Brexit : la fin du Royaume-Uni ?

Louis Richard est votre guide pour un tour de l’histoire du parti nationaliste écossais, qui pourrait bénéficier du Brexit pour réaliser son rêve d’indépendance.

Le 2 juin à Bruxelles, Nicola Sturgeon, Première ministre écossaise, rappelait qu’une éventuelle sortie du Royaume-Uni de l’Union Européenne pourrait engendrer  un référendum sur le maintien de l’Ecosse au sein du Royaume-Uni. Un vote massif en faveur de la sortie du Royaume-Uni de l’UE par les électeurs anglais serait particulièrement mal vécu en Écosse, plus europhile. Mais la menace d’implosion du Royaume-Uni peut-elle être prise au sérieux ? Et le parti nationaliste écossais peut-il compter sur un soutien sans faille de son électorat et sur les victoires passées ?

De lents débuts

Du point de vue historique, le nationalisme démocratique écossais n’est apparu que dans les années 1960. A l’époque le SNP (Scottish National Party) occupe un rôle marginal. En dépit de ses scores électoraux, qui n’inquiètent ni les travaillistes ni les conservateurs, le parti nationaliste parvient à se faire entendre sur le plan culturel. C’est grâce à Ian Macdonald, un leader dynamique et charismatique, que le nombre d’adhérents passe de 2000 en 1962 à 120 000 en 1968. À partir des années 1970, le SNP obtient régulièrement des sièges lors des élections générales.  Le parti va même envoyer 11 députés à Westminster en octobre 1974 avant de retomber à 2 lors de l’élection de Margaret Thatcher en 1979.
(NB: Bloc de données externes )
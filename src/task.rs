//! The task contract and its building blocks.
//!
//! A task declares which tags it accepts and which it produces, and knows how
//! to turn one value into another. The synthesis tree and the executor only
//! ever see the object-safe [`Task`] trait. Most implementations are easier to
//! write against [`TypedTask`], which fixes concrete input and output types;
//! a blanket implementation erases them, downcasting inputs on the way in and
//! boxing outputs on the way out.

use std::any::type_name;
use std::borrow::Cow;
use std::marker::PhantomData;
use std::sync::Arc;

use crate::core::{ArcStr, Dynamic, SOURCE, TaskContext, Tags, tags};

/// Result from a single executed task.
pub type TaskResult<T> = anyhow::Result<T, anyhow::Error>;

/// Last path segment of a type name, generic arguments dropped.
pub(crate) fn short_type_name<T: ?Sized>() -> &'static str {
    let full = type_name::<T>();
    let base = full.split('<').next().unwrap_or(full);
    base.rsplit("::").next().unwrap_or(base)
}

/// The core trait for all tasks.
///
/// This is the type-erased foundation which lets a repository hold tasks
/// with different input and output types. Implement [`TypedTask`] instead
/// unless you need to work with [`Dynamic`] values directly.
pub trait Task: Send + Sync {
    /// Stable display name, defaults to the implementation's type name.
    fn name(&self) -> Cow<'_, str> {
        Cow::Borrowed(short_type_name::<Self>())
    }

    fn input_types(&self) -> Tags;

    fn output_types(&self) -> Tags;

    /// Name of the concrete output type, for diagnostics.
    fn output_type_name(&self) -> &'static str {
        "dyn Any"
    }

    fn run(&self, context: &TaskContext<'_>, input: Option<&Dynamic>) -> TaskResult<Dynamic>;
}

/// A task with statically known input and output types.
pub trait TypedTask: Send + Sync {
    /// The concrete input type of this task.
    type Input: Send + Sync + 'static;
    /// The concrete output type of this task.
    type Output: Send + Sync + 'static;

    fn name(&self) -> Cow<'_, str> {
        Cow::Borrowed(short_type_name::<Self>())
    }

    fn input_types(&self) -> Tags;

    fn output_types(&self) -> Tags;

    fn run(&self, context: &TaskContext<'_>, input: Option<&Self::Input>)
    -> TaskResult<Self::Output>;
}

// A blanket implementation to automatically bridge the two. This is where the
// type erasure actually happens.
impl<T> Task for T
where
    T: TypedTask + 'static,
{
    fn name(&self) -> Cow<'_, str> {
        T::name(self)
    }

    fn input_types(&self) -> Tags {
        T::input_types(self)
    }

    fn output_types(&self) -> Tags {
        T::output_types(self)
    }

    fn output_type_name(&self) -> &'static str {
        type_name::<T::Output>()
    }

    fn run(&self, context: &TaskContext<'_>, input: Option<&Dynamic>) -> TaskResult<Dynamic> {
        let input = match input {
            Some(value) => Some(value.downcast_ref::<T::Input>().ok_or_else(|| {
                anyhow::anyhow!(
                    "Expected input of type {} but got something else",
                    type_name::<T::Input>()
                )
            })?),
            None => None,
        };

        // Call the typed method, then erase the result.
        Ok(Arc::new(T::run(self, context, input)?))
    }
}

/// A registered task: an identity paired with a shared implementation.
///
/// The identity is what the repository uses to detect duplicates and what
/// the executor uses to build cache signatures, so two `TaskRef`s with the
/// same name are considered the same task definition.
#[derive(Clone)]
pub struct TaskRef {
    name: ArcStr,
    task: Arc<dyn Task>,
}

impl TaskRef {
    /// Wraps a task using its own [`Task::name`] as the identity.
    pub fn new<T>(task: T) -> Self
    where
        T: Task + 'static,
    {
        let name = ArcStr::from(task.name().as_ref());
        Self {
            name,
            task: Arc::new(task),
        }
    }

    /// Wraps a task under an explicitly assigned identity.
    pub fn named<T>(name: impl Into<ArcStr>, task: T) -> Self
    where
        T: Task + 'static,
    {
        Self {
            name: name.into(),
            task: Arc::new(task),
        }
    }

    pub fn name(&self) -> &str {
        &self.name
    }

    pub(crate) fn name_arc(&self) -> &ArcStr {
        &self.name
    }

    pub fn task(&self) -> &Arc<dyn Task> {
        &self.task
    }

    pub fn input_types(&self) -> Tags {
        self.task.input_types()
    }

    pub fn output_types(&self) -> Tags {
        self.task.output_types()
    }

    /// Whether this task accepts the reserved source tag.
    pub fn is_entry_point(&self) -> bool {
        self.task.input_types().contains(SOURCE)
    }

    pub fn run(&self, context: &TaskContext<'_>, input: Option<&Dynamic>) -> TaskResult<Dynamic> {
        self.task.run(context, input)
    }
}

impl std::fmt::Debug for TaskRef {
    fn fmt(&self, f: &mut std::fmt::Formatter<'_>) -> std::fmt::Result {
        f.debug_struct("TaskRef")
            .field("name", &self.name)
            .field("input_types", &self.task.input_types())
            .field("output_types", &self.task.output_types())
            .finish()
    }
}

/// Sentinel task seeding the synthesis tree. Accepts nothing and produces
/// only the source tag; its run forwards the input untouched.
#[derive(Debug, Clone, Copy, Default)]
pub struct Root;

impl Task for Root {
    fn input_types(&self) -> Tags {
        Tags::new()
    }

    fn output_types(&self) -> Tags {
        tags([SOURCE])
    }

    fn run(&self, _: &TaskContext<'_>, input: Option<&Dynamic>) -> TaskResult<Dynamic> {
        Ok(input.cloned().unwrap_or_else(|| Arc::new(())))
    }
}

/// Task built from a closure, see [`task_fn`].
pub struct FnTask<I, O, F>
where
    F: Fn(&TaskContext<'_>, Option<&I>) -> TaskResult<O> + Send + Sync,
{
    name: Cow<'static, str>,
    inputs: Tags,
    outputs: Tags,
    callback: F,
    _phantom: PhantomData<fn(&I) -> O>,
}

impl<I, O, F> TypedTask for FnTask<I, O, F>
where
    I: Send + Sync + 'static,
    O: Send + Sync + 'static,
    F: Fn(&TaskContext<'_>, Option<&I>) -> TaskResult<O> + Send + Sync,
{
    type Input = I;
    type Output = O;

    fn name(&self) -> Cow<'_, str> {
        Cow::Borrowed(self.name.as_ref())
    }

    fn input_types(&self) -> Tags {
        self.inputs.clone()
    }

    fn output_types(&self) -> Tags {
        self.outputs.clone()
    }

    fn run(&self, context: &TaskContext<'_>, input: Option<&I>) -> TaskResult<O> {
        (self.callback)(context, input)
    }
}

/// Defines a task from its name, tag sets and a closure.
///
/// Closures have no usable type name, so the name is required. It becomes
/// the task's identity when registered with [`crate::Repository::register`].
///
/// ```
/// use synthpipe::{task_fn, Task};
///
/// let upper = task_fn("Upper", ["source"], ["text"], |_, input: Option<&String>| {
///     Ok(input.map(|s| s.to_uppercase()).unwrap_or_default())
/// });
///
/// assert_eq!(Task::name(&upper), "Upper");
/// ```
pub fn task_fn<I, O, F, A, B>(
    name: impl Into<Cow<'static, str>>,
    inputs: A,
    outputs: B,
    callback: F,
) -> FnTask<I, O, F>
where
    A: IntoIterator,
    A::Item: Into<crate::core::Tag>,
    B: IntoIterator,
    B::Item: Into<crate::core::Tag>,
    F: Fn(&TaskContext<'_>, Option<&I>) -> TaskResult<O> + Send + Sync,
{
    FnTask {
        name: name.into(),
        inputs: tags(inputs),
        outputs: tags(outputs),
        callback,
        _phantom: PhantomData,
    }
}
Il va sans dire que Margaret Thatcher n’accorde que peu d’importance aux aspirations nationalistes écossaises, même si elle craint une dérive violente semblable à la situation irlandaise. Le parti se fonde alors une légitimité représentative auprès des électeurs, tout en revendiquant son indépendance de manière démocratique, à la différence des Irlandais.

Les premiers succès du parti nationaliste

La pression du parti nationaliste est telle qu’un projet de loi a été présenté en 1977 pour l’élection d’une « Scottish assembly » dont les prérogatives étaient : la santé, l’éducation, les beaux arts, le logement, les transports, l’environnement, le droit et la justice. Mais contrairement aux attentes du SNP, ce référendum s’est soldé par un échec. Le parlement de Westminster avait prévu que la loi ne pourrait être validée que si une majorité de 40% des électeurs inscrits votaient en faveur de la réforme. Malgré une faible victoire du « oui »  (51,6%), les suffrages exprimés en ce sens ne représentaient que 32,9% de l’électorat.
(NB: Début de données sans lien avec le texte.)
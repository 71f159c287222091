use std::sync::Arc;

pub use anyhow::Error as RuntimeError;
use thiserror::Error;

use crate::core::ArcStr;

/// Structural errors raised while assembling repositories, trees and
/// pipelines. These indicate a malformed task library or misuse of the API.
#[derive(Debug, Error)]
pub enum PipeError {
    #[error("Task '{0}' already exists in repository")]
    DuplicateTask(ArcStr),

    #[error("No entry points: no task accepts the '{tag}' input type", tag = crate::core::SOURCE)]
    NoEntryPoints,

    #[error("Tree is empty: no chain of tasks reaches the '{tag}' output type", tag = crate::core::SINK)]
    EmptyTree,

    #[error("Tree has not been built yet")]
    TreeNotBuilt,

    #[error("Task '{task}' cannot be added to the pipeline, its input types do not match the output types of '{previous}'")]
    TypeMismatch { task: ArcStr, previous: ArcStr },

    #[error("Task '{child}' cannot follow '{parent}', no output type of the parent is accepted by the child")]
    IncompatibleLink { parent: ArcStr, child: ArcStr },

    #[error("Invalid run configuration:\n{0}")]
    InvalidConfig(#[source] serde_json::Error),
}

/// A failure raised by a single task while a pipeline was running.
///
/// Cheap to clone, so results carrying it can be shared freely.
#[derive(Debug, Error, Clone)]
#[error("Task '{task}' failed: {cause:#}")]
pub struct ExecutionError {
    task: ArcStr,
    cause: Arc<anyhow::Error>,
}

impl ExecutionError {
    pub fn new(task: impl Into<ArcStr>, err: impl Into<anyhow::Error>) -> Self {
        Self {
            task: task.into(),
            cause: Arc::new(err.into()),
        }
    }

    /// Name of the task that failed.
    pub fn task(&self) -> &str {
        &self.task
    }

    /// The underlying cause reported by the task.
    pub fn cause(&self) -> &anyhow::Error {
        &self.cause
    }
}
Le-raz-de-marée conservateur qui a porté Mrs Thatcher la même année au poste de Première ministre a marqué pour le SNP le début d’une ère difficile, confirmée par l’élection de son successeur John Major en 1990.

Le parlement réalisé

C’est en 1997 avec l’élection de Tony Blair qu’arrive la consécration : la création d’un parlement écossais. On trouve trois raisons à ce succès. Premièrement, les revendications écossaises, et à travers elles le SNP,  devenaient trop importantes pour être ignorées par les travaillistes, qui ont eu besoin d’un allié pour contrer le parti conservateur. Deuxièmement, Tony Blair, né à Edimbourg d’une mère écossaise, est lui-même plus sensible à la cause écossaise. Enfin le parti a appris de ses erreurs : contrairement au référendum de 1979, où le gouvernement de Westminster avait élaboré un texte législatif à faire ratifier par référendum, il décide en 1997 de consulter la population, puis de soumettre un texte au gouvernement. Ce dernier tient ses promesses en rédigeant un livre blanc intitulé « Scotland’s Parliament » (le parlement écossais) auquel même les conservateurs ne s’opposent plus. Le parlement reçoit alors les mêmes prérogatives que l’assemblée écossaise avec la capacité à lever des impôts.

Le référendum de l’indépendance et le référendum du Brexit

Le référendum sur l’indépendance de l’Ecosse en septembre 2014 a entraîné une très forte mobilisation, avec 84,59% de votants. Malgré la victoire du « non », l’intérêt qu’a suscité l’indépendance du pays pourrait être utilisée par les europhiles : en cas de Brexit, la question risque d’être posée à nouveau, et le “oui” aurait toutes les chances de l’emporter. Ainsi l’exploitation de cette hypothèse se présente comme une stratégie d’intimidation envers les partisans d’une sortie de l’UE.

Il ne fait aucun doute qu’un possible éclatement du Royaume effraie davantage les Britanniques qu’une sortie de l’Europe.